:: GIVEN INFORMATION ::
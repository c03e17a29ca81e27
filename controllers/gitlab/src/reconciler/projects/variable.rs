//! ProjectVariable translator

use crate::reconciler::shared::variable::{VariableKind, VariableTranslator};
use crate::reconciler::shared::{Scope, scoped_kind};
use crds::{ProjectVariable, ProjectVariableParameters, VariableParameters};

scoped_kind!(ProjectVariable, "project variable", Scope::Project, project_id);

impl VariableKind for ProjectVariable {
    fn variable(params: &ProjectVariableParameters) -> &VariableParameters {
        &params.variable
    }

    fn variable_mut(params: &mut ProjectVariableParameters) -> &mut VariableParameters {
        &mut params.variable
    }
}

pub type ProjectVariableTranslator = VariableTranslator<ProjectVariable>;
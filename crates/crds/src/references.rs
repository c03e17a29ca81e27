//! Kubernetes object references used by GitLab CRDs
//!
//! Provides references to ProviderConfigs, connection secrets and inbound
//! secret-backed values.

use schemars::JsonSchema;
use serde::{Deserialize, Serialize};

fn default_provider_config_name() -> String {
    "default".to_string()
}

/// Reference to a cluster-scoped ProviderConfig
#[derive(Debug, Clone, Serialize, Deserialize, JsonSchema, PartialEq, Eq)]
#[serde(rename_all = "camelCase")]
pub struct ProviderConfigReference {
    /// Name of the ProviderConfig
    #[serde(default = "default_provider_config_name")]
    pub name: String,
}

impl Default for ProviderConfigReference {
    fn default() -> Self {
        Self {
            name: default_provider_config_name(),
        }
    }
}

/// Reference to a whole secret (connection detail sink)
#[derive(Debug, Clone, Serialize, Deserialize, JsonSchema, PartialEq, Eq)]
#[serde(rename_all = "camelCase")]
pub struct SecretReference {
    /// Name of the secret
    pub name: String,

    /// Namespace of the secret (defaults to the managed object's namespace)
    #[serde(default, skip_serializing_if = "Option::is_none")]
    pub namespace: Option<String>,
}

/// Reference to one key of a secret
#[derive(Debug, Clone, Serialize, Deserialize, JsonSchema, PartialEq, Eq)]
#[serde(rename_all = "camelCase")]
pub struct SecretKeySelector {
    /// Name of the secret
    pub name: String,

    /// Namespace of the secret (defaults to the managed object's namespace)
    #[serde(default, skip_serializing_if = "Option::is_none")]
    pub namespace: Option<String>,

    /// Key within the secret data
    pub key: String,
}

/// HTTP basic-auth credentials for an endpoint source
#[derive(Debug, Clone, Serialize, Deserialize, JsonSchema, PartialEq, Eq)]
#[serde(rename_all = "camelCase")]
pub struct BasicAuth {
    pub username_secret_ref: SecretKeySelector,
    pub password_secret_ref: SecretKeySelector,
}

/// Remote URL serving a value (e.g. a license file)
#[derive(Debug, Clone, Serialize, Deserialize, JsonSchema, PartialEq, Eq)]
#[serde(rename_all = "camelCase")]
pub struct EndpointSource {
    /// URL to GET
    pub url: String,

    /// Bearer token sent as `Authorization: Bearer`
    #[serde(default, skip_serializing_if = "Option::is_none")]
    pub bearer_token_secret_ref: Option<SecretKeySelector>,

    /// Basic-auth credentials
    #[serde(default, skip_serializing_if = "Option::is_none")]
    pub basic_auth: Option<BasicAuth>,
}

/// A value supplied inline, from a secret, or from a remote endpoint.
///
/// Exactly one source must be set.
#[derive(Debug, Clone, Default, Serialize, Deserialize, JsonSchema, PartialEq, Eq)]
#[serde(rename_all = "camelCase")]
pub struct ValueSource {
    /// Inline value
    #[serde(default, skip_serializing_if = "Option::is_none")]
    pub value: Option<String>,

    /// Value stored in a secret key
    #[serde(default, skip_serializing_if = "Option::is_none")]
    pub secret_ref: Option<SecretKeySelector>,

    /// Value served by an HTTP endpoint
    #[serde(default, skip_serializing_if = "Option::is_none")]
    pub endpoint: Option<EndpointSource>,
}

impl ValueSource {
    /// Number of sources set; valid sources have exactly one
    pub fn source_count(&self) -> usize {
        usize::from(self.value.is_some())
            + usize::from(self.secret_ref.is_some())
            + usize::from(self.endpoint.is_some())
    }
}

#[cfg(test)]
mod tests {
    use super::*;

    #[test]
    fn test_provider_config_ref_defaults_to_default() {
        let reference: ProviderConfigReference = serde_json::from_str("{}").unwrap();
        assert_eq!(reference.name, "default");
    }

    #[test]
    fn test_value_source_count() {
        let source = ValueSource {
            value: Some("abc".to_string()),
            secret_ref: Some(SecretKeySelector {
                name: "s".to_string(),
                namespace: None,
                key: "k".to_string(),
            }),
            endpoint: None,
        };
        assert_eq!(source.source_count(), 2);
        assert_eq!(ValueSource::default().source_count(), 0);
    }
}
:::
[TASK ITEM]
After identifying the lines above that contain "SecretKeySelector", copy each one.

[RESULT OF THIS TASK]
pub struct SecretKeySelector {
    pub username_secret_ref: SecretKeySelector,
    pub password_secret_ref: SecretKeySelector,
    pub bearer_token_secret_ref: Option<SecretKeySelector>,
    pub secret_ref: Option<SecretKeySelector>,
            secret_ref: Some(SecretKeySelector {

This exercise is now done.